**Task instructions**: Among the lines of the data, copy those that hold "enum".

%%

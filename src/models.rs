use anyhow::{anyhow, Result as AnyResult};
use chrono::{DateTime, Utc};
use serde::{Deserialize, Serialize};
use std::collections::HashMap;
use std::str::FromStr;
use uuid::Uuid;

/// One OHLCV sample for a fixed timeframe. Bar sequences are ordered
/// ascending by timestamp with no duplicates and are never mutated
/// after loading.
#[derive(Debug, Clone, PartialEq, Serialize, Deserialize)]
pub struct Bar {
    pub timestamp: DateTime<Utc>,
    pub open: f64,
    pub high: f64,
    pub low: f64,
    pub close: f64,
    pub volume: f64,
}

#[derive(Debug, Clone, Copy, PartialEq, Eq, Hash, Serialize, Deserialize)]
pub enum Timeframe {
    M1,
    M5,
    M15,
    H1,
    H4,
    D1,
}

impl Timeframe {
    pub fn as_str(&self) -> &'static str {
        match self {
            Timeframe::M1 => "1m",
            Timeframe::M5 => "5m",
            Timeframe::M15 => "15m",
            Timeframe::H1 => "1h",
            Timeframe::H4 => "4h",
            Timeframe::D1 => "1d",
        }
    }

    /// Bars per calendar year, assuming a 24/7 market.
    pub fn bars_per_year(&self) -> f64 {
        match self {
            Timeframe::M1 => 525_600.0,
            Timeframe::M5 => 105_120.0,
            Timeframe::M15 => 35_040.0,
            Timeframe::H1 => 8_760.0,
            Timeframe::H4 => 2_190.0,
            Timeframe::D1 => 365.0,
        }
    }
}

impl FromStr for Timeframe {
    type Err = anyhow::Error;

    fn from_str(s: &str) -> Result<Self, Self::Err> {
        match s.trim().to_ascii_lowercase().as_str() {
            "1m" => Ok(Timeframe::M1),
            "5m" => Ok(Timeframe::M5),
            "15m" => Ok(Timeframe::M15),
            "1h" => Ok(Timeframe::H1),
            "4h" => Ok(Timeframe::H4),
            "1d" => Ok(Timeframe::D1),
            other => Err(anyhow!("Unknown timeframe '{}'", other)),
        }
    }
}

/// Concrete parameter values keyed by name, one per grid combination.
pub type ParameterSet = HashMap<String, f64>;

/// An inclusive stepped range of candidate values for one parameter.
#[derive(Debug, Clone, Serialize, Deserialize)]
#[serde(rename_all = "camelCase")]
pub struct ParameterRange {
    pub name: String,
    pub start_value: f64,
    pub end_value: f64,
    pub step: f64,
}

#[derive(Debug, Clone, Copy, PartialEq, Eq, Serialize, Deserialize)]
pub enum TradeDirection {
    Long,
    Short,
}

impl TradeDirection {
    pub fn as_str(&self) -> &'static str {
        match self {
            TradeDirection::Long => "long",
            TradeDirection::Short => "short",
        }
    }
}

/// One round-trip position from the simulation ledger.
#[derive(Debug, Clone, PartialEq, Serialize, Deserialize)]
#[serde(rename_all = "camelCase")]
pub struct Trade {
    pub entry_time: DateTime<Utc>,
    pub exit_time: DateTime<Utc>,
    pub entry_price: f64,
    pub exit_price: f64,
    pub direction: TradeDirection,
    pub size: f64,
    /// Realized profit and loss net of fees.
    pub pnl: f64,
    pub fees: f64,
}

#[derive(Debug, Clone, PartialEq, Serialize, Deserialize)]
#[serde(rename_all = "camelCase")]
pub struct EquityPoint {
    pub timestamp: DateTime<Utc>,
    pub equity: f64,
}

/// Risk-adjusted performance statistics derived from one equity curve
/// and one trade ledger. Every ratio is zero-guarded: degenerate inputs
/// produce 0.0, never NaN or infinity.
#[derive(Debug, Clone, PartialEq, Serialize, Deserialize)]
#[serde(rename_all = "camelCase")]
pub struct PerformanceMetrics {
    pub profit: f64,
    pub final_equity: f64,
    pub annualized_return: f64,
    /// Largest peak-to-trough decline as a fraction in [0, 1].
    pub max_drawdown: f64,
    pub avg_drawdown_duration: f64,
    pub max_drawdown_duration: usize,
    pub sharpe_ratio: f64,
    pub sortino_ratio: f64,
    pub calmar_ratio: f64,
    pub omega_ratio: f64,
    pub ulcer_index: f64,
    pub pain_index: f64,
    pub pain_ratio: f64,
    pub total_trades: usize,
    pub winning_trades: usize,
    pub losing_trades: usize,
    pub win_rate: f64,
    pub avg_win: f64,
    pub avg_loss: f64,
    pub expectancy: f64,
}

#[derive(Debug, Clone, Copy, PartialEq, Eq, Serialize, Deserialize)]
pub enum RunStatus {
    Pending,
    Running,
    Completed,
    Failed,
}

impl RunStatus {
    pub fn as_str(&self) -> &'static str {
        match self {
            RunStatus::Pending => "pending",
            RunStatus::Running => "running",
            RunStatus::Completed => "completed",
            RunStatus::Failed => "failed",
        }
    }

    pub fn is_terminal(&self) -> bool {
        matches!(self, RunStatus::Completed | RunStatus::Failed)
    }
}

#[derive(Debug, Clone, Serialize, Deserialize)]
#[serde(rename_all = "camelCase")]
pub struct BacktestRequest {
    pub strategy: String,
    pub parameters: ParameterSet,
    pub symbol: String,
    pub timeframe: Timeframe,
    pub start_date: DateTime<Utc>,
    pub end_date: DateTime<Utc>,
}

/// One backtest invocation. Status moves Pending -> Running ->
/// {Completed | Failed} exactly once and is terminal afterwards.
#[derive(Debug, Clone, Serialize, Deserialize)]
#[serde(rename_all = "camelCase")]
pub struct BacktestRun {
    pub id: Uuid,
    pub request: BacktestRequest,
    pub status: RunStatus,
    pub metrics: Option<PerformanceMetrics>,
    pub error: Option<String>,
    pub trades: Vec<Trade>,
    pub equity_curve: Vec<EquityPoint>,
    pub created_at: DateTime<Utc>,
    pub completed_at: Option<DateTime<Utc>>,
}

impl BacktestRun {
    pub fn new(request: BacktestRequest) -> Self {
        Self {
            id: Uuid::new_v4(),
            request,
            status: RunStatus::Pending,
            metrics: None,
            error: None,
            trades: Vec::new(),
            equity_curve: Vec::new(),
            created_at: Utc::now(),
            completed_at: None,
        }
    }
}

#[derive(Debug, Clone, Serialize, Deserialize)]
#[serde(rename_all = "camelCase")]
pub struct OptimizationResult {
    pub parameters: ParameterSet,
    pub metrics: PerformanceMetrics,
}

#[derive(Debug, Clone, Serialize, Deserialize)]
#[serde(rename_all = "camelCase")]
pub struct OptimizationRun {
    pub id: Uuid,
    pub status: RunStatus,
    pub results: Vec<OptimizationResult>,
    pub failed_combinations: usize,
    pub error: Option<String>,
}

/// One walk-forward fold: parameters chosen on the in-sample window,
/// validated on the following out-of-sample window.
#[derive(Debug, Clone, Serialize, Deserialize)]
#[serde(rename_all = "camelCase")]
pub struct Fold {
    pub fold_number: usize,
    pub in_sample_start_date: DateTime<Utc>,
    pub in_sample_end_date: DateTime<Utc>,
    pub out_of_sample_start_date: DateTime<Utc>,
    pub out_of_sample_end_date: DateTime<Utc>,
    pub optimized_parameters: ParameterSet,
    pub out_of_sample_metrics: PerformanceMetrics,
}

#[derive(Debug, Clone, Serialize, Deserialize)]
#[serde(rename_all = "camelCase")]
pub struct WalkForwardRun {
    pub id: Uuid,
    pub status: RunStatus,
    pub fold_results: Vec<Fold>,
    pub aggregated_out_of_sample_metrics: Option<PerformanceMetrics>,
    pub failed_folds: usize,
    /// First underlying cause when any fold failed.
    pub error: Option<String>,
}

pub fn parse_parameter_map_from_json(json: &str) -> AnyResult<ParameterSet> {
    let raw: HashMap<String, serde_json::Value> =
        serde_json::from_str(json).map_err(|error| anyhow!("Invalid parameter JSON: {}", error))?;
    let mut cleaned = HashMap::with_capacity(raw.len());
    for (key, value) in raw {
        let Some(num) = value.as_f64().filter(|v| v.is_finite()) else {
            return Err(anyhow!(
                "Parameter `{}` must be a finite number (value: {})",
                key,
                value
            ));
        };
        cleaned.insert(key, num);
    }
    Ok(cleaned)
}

%%

**Written solution**:
pub enum Timeframe {
pub enum TradeDirection {
pub enum RunStatus {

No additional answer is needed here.